Item response theory (IRT) modeling – the one-parameter (Rasch) model for dichotomous items as well as the partial credit model for items with more than two categories – was used to scale the test items, with each student respondent being assigned 5 plausible values for the civic knowledge scale.

List of Achievement Scales

International civic knowledge scale (5 plausible values: PV1CIV, PV2CIV, PV3CIV, PV4CIV, PV5CIV)

  • IRT plausible values with a mean of 500 and standard deviation of 100 for equally weighted countries.
  • The scaling is based on the 88 cognitive test items and provides internationally comparable results for students’ civic knowledge.
  • All five plausible values should be used for analysis to combine sampling and measurement error.
  • Civic knowledge is reported in reference to the following four proficiency levels:
    • Level A (563 or higher)
    • Level B (479–562)
    • Level C (395–478)
    • Level D (311–477)
  • The descriptions of the competencies of students meeting each of these benchmarks were determined by means of a scale-anchoring process.
Background scales
Scale Creation

Item response modeling – the one-parameter (Rasch) model for dichotomous items, as well as the partial credit model for items with more than two categories – was typically used to scale questionnaire items.

Cronbach’s alpha coefficient was used as an estimate of the internal consistency of each scale.

For the national index of students’ socioeconomic background (NISB), imputation techniques were implemented.

List of Background Scales

Student questionnaire

National index of students’ socioeconomic background (S_NISB)

  • Parents’ occupational status (ISCO08F/ ISCO08M)
  • Parents’ highest educational level (IS3G07/IS3G09)
  • Number of books at home (IS3G11)

Students’ participation in out-of-school activities

  • Students’ discussion of political and social issues outside of school (S_POLDISC)
  • Students’ engagement with social media (S_SOCMED)

Students’ civic participation in the community and at school

  • Students’ civic participation in the wider community (S_COMPART)
  • Students’ civic participation at school (S_SCHPART)

Students’ perceptions of civic learning and participation at school

  • Students’ perceptions of openness in classroom discussions (S_OPDISC)
  • Students’ reports on civic learning at school (S_CIVLRN)
  • Students’ perceptions of the value of participation at school (S_VALPARTS)

Students’ perceptions of school climate and interactions

  • Students’ perceptions of student−teacher relations at school (S_STUTREL)
  • Students’ perceptions of student interaction at school (S_INTACT)
  • Students’ experiences of physical and verbal abuse at school (S_ABUSE)

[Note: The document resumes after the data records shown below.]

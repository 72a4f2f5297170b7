//! Fake Ollama-style node backed by `wiremock`, for exercising the Router,
//! Pool Facade, and Health Monitor against a real HTTP listener without a
//! GPU host anywhere nearby.

use hydra_client::BackendClient;
use hydra_core::node::{Node, NodeId, NodeKind};
use wiremock::matchers::{method, path};
use wiremock::{Mock, MockServer, ResponseTemplate};

/// A running fake node together with a [`BackendClient`] already pointed
/// at it. Dropping it tears the listener down.
pub struct MockBackendClient {
    server: MockServer,
    client: BackendClient,
}

impl MockBackendClient {
    /// Starts a fresh mock server. Individual tests layer `Mock`s on top
    /// via the `mock_*` helpers before exercising [`Self::client`].
    pub async fn start() -> Self {
        let server = MockServer::start().await;
        let client = BackendClient::new(server.uri());
        Self { server, client }
    }

    #[must_use]
    pub fn client(&self) -> &BackendClient {
        &self.client
    }

    #[must_use]
    pub fn uri(&self) -> String {
        self.server.uri()
    }

    #[must_use]
    pub fn address(&self) -> std::net::SocketAddr {
        *self.server.address()
    }

    /// Registers the listener's address as a [`Node`] the registry or
    /// router can route to.
    #[must_use]
    pub fn as_node(&self, id: impl Into<NodeId>, kind: NodeKind) -> Node {
        let addr = self.address();
        Node::new(id, addr.ip().to_string(), addr.port(), kind)
    }

    /// Makes `/api/generate` return `text` for every request.
    pub async fn mock_generate_ok(&self, text: &str) {
        Mock::given(method("POST"))
            .and(path("/api/generate"))
            .respond_with(ResponseTemplate::new(200).set_body_json(serde_json::json!({
                "response": text,
                "done": true
            })))
            .mount(&self.server)
            .await;
    }

    /// Makes `/api/generate` fail with a 500, simulating a transport error.
    pub async fn mock_generate_error(&self) {
        Mock::given(method("POST"))
            .and(path("/api/generate"))
            .respond_with(ResponseTemplate::new(500))
            .mount(&self.server)
            .await;
    }

    /// Makes `/api/generate` fail with the CUDA-OOM phrasing `hydra-pool`
    /// recognizes as an out-of-memory indicator.
    pub async fn mock_generate_oom(&self) {
        Mock::given(method("POST"))
            .and(path("/api/generate"))
            .respond_with(ResponseTemplate::new(500).set_body_string("CUDA error: out of memory"))
            .mount(&self.server)
            .await;
    }

    /// Makes `/api/tags` report `models` as currently available.
    pub async fn mock_list_models(&self, models: &[&str]) {
        let body = serde_json::json!({
            "models": models.iter().map(|m| serde_json::json!({"name": m})).collect::<Vec<_>>()
        });
        Mock::given(method("GET"))
            .and(path("/api/tags"))
            .respond_with(ResponseTemplate::new(200).set_body_json(body))
            .mount(&self.server)
            .await;
    }
}

#[cfg(test)]
mod tests {
    use super::*;
    use hydra_core::request::GenerationOptions;

    #[tokio::test]
    async fn mock_generate_ok_drives_a_real_client() {
        let backend = MockBackendClient::start().await;
        backend.mock_generate_ok("hi there").await;

        let outcome = backend.client().generate("llama3.2:3b", "hello", &GenerationOptions::default()).await.unwrap();
        assert_eq!(outcome.text, "hi there");
    }

    #[tokio::test]
    async fn as_node_points_at_the_mock_listener() {
        let backend = MockBackendClient::start().await;
        let node = backend.as_node(NodeId::new("n1"), NodeKind::Gpu);
        assert_eq!(node.port, backend.address().port());
    }

    #[tokio::test]
    async fn mock_list_models_is_visible_through_the_client() {
        let backend = MockBackendClient::start().await;
        backend.mock_list_models(&["llama3.2:3b"]).await;
        let models = backend.client().list_models().await.unwrap();
        assert_eq!(models, vec!["llama3.2:3b"]);
    }
}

Students’ perceptions of good citizenship behaviors

  • Students’ perceptions of the importance of conventional citizenship (S_CITCON)
  • Students’ perceptions of the importance of social movement related citizenship (S_CITSOC)
  • Students’ perceptions of the importance of personal responsibility for citizenship (S_CITRESP)

Students’ endorsement of equal rights and opportunities

  • Students’ endorsement of gender equality (S_GENEQL)
  • Students’ endorsement of equal rights for all ethnic/racial groups (S_ETHRGHT)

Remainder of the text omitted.